• Required work
Show every line of the data below that includes the word "struct".

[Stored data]
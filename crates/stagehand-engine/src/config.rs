use std::time::Duration;

use crate::coordinator::Coordinator;

/// Default frame-clock period: roughly one display frame.
pub const DEFAULT_FRAME_PERIOD: Duration = Duration::from_millis(16);

/// Builder for a [`Coordinator`].
#[derive(Clone, Debug)]
pub struct CoordinatorConfig {
    owner: String,
    frame_period: Duration,
}

impl Default for CoordinatorConfig {
    fn default() -> Self {
        Self {
            owner: "stagehand".to_owned(),
            frame_period: DEFAULT_FRAME_PERIOD,
        }
    }
}

impl CoordinatorConfig {
    /// Display name of the host object this coordinator works for; shows
    /// up in payload contexts and log lines.
    pub fn owner(mut self, owner: impl Into<String>) -> Self {
        self.owner = owner.into();
        self
    }

    /// Period of the shared frame clock. The clock starts lazily on the
    /// first frame registration.
    pub fn frame_period(mut self, period: Duration) -> Self {
        self.frame_period = period;
        self
    }

    pub fn build<V: Clone + Send + 'static>(self) -> Coordinator<V> {
        Coordinator::from_config(self.owner, self.frame_period)
    }
}

#[cfg(test)]
mod tests {
    use super::*;

    #[tokio::test]
    async fn build_applies_the_owner_tag() {
        let coordinator: Coordinator<u32> = CoordinatorConfig::default()
            .owner("editor")
            .frame_period(Duration::from_millis(8))
            .build();
        assert_eq!(coordinator.owner(), "editor");
    }
}
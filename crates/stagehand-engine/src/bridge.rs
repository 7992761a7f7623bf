use std::future::Future;
use std::pin::Pin;
use std::sync::Mutex as StdMutex;
use std::sync::{Arc, OnceLock};
use std::task::{Context, Poll};
use std::time::Duration;

use stagehand_registry::{CompleteHook, FORWARD_CAP, Selector};
use stagehand_types::{ClearContext, Key, TaskId, TaskKind, TaskResult};
use tokio::sync::oneshot;
use tokio::time::MissedTickBehavior;

use crate::coordinator::{Coordinator, Inner};
use crate::error::BridgeError;
use crate::listener::Emitter;
use crate::options::{SharedClearHook, TaskOptions};

/// Probe period for [`Coordinator::wait`].
const WAIT_PROBE: Duration = Duration::from_millis(15);

type Settlement<V> = Result<Option<V>, BridgeError>;

/// One-shot settlement slot shared between a completion waiter and a clear
/// hook. Whichever fires first takes the sender; the loser's call is a
/// no-op, which is what makes forwarded hook pairs safe to fire twice
/// across different links.
pub(crate) struct BridgeSlot<V> {
    slot: Arc<StdMutex<Option<oneshot::Sender<Settlement<V>>>>>,
}

impl<V: Clone + Send + 'static> BridgeSlot<V> {
    pub(crate) fn new() -> (Self, oneshot::Receiver<Settlement<V>>) {
        let (tx, rx) = oneshot::channel();
        (
            Self {
                slot: Arc::new(StdMutex::new(Some(tx))),
            },
            rx,
        )
    }

    /// Completion waiter: resolves with the task's outcome.
    pub(crate) fn complete_hook(&self) -> CompleteHook<V> {
        let slot = Arc::clone(&self.slot);
        Box::new(move |outcome: &TaskResult<V>| {
            if let Some(tx) = slot.lock().unwrap().take() {
                let settlement = match outcome {
                    Ok(value) => Ok(value.clone()),
                    Err(error) => Err(BridgeError::Failed(error.clone())),
                };
                let _ = tx.send(settlement);
            }
        })
    }

    /// Cancel hook: rejects with the clear context, or with overflow when
    /// a replacement chain reached the forward cap.
    pub(crate) fn clear_hook(&self) -> SharedClearHook {
        let slot = Arc::clone(&self.slot);
        Arc::new(move |ctx: &ClearContext| {
            if let Some(tx) = slot.lock().unwrap().take() {
                let settlement = if ctx.replaced_by.is_some() && ctx.forward_depth >= FORWARD_CAP {
                    Err(BridgeError::Overflow {
                        depth: ctx.forward_depth,
                        cap: FORWARD_CAP,
                    })
                } else {
                    Err(BridgeError::Cancelled(ctx.clone()))
                };
                let _ = tx.send(settlement);
            }
        })
    }
}

/// A registered task in future form.
///
/// Resolves with the task's completion value, rejects with the cancel
/// context if the task is cleared, and follows `Replace` forwarding to
/// whatever superseded the task.
pub struct Bridged<V> {
    id: TaskId,
    rx: oneshot::Receiver<Settlement<V>>,
}

impl<V> Bridged<V> {
    pub(crate) fn new(id: TaskId, rx: oneshot::Receiver<Settlement<V>>) -> Self {
        Self { id, rx }
    }

    /// The underlying registration, usable with the matching clear call.
    pub fn task_id(&self) -> TaskId {
        self.id
    }
}

impl<V> Future for Bridged<V> {
    type Output = Settlement<V>;

    fn poll(self: Pin<&mut Self>, cx: &mut Context<'_>) -> Poll<Self::Output> {
        Pin::new(&mut self.get_mut().rx).poll(cx).map(|message| {
            match message {
                Ok(settlement) => settlement,
                Err(_) => Err(BridgeError::Abandoned),
            }
        })
    }
}

impl<V: Clone + Send + 'static> Coordinator<V> {
    fn bridge_parts(opts: TaskOptions) -> (TaskOptions, Vec<CompleteHook<V>>, oneshot::Receiver<Settlement<V>>) {
        let (slot, rx) = BridgeSlot::new();
        let mut opts = opts;
        opts.on_clear.push(slot.clear_hook());
        (opts, vec![slot.complete_hook()], rx)
    }

    /// One-shot timer in future form.
    pub fn sleep(&self, delay: Duration, opts: TaskOptions) -> Bridged<V> {
        let (opts, waiters, rx) = Self::bridge_parts(opts);
        let id = self.set_timeout_with(delay, |_| Ok(None), opts, waiters);
        Bridged::new(id, rx)
    }

    /// Next-tick callback in future form.
    pub fn next_tick(&self, opts: TaskOptions) -> Bridged<V> {
        let (opts, waiters, rx) = Self::bridge_parts(opts);
        let id = self.set_immediate_with(|_| Ok(None), opts, waiters);
        Bridged::new(id, rx)
    }

    /// Idle slot in future form.
    pub fn idle(&self, deadline: Option<Duration>, opts: TaskOptions) -> Bridged<V> {
        let (opts, waiters, rx) = Self::bridge_parts(opts);
        let id = self.request_idle_with(|_| Ok(None), deadline, opts, waiters);
        Bridged::new(id, rx)
    }

    /// Next frame tick in future form.
    pub fn frame(&self, opts: TaskOptions) -> Bridged<V> {
        let (opts, waiters, rx) = Self::bridge_parts(opts);
        let id = self.request_frame_with(|_| Ok(None), opts, waiters);
        Bridged::new(id, rx)
    }

    /// Track an arbitrary future under the registry: it becomes clearable
    /// and joins like any request.
    pub fn promise<Fut>(&self, fut: Fut, opts: TaskOptions) -> Bridged<V>
    where
        Fut: Future<Output = TaskResult<V>> + Send + 'static,
    {
        let (opts, waiters, rx) = Self::bridge_parts(opts);
        let weak = self.weak_inner();
        let id = self.register_spawned(
            TaskKind::Request,
            false,
            opts,
            waiters,
            None,
            move |ctx| async move {
                let outcome = fut.await;
                Inner::complete_single(&weak, TaskKind::Request, &ctx, move |_| outcome);
            },
        );
        Bridged::new(id, rx)
    }

    /// Resolve once a predicate turns true, probing every 15 ms. Clearing
    /// the underlying interval rejects the future.
    pub fn wait<P>(&self, predicate: P, opts: TaskOptions) -> Bridged<V>
    where
        P: Fn() -> bool + Send + 'static,
    {
        let (opts, waiters, rx) = Self::bridge_parts(opts);
        let weak = self.weak_inner();
        let id = self.register_spawned(
            TaskKind::Interval,
            false,
            opts,
            waiters,
            None,
            move |ctx| async move {
                let mut probe = tokio::time::interval(WAIT_PROBE);
                probe.set_missed_tick_behavior(MissedTickBehavior::Delay);
                loop {
                    // The first tick completes immediately, so an
                    // already-true predicate resolves without waiting a
                    // full probe period.
                    probe.tick().await;
                    if predicate() {
                        Inner::complete_single(&weak, TaskKind::Interval, &ctx, |_| Ok(None));
                        return;
                    }
                }
            },
        );
        Bridged::new(id, rx)
    }

    /// Resolve on the first fire of any of the given events, then drop the
    /// sibling subscriptions.
    pub fn promisify_once<E>(&self, emitter: &Arc<E>, events: &str, opts: TaskOptions) -> Bridged<V>
    where
        E: Emitter<V> + 'static,
    {
        let (slot, rx) = BridgeSlot::new();
        let weak = self.downgrade();
        let siblings: Arc<OnceLock<Vec<(Option<Key>, TaskId)>>> = Arc::new(OnceLock::new());
        let silent: crate::listener::ListenerHandler<V> = Arc::new(|_, _| {});

        let mut ids = Vec::new();
        for event in events.split_whitespace() {
            let mut event_opts = opts.clone();
            event_opts.on_clear.push(slot.clear_hook());

            let weak_cleanup = weak.clone();
            let siblings_cleanup = Arc::clone(&siblings);
            let cleanup: CompleteHook<V> = Box::new(move |_| {
                let Some(coordinator) = weak_cleanup.upgrade() else {
                    return;
                };
                let Some(entries) = siblings_cleanup.get() else {
                    return;
                };
                for (group, id) in entries {
                    let mut selector = Selector::from(*id);
                    if let Some(group) = group {
                        selector = selector.in_group(group.clone());
                    }
                    let _ = coordinator.off(selector);
                }
            });

            let id = self.listen_one(
                emitter,
                event,
                silent.clone(),
                event_opts,
                true,
                vec![slot.complete_hook(), cleanup],
            );
            let group = opts.group.clone().or_else(|| Some(Key::from(event)));
            ids.push((group, id));
        }

        let first = ids
            .first()
            .map(|(_, id)| *id)
            .unwrap_or_else(|| self.alloc_id());
        let _ = siblings.set(ids);
        Bridged::new(first, rx)
    }
}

• Solved exercise
pub struct CoordinatorConfig {
pub(crate) struct BridgeSlot<V> {
pub struct Bridged<V> {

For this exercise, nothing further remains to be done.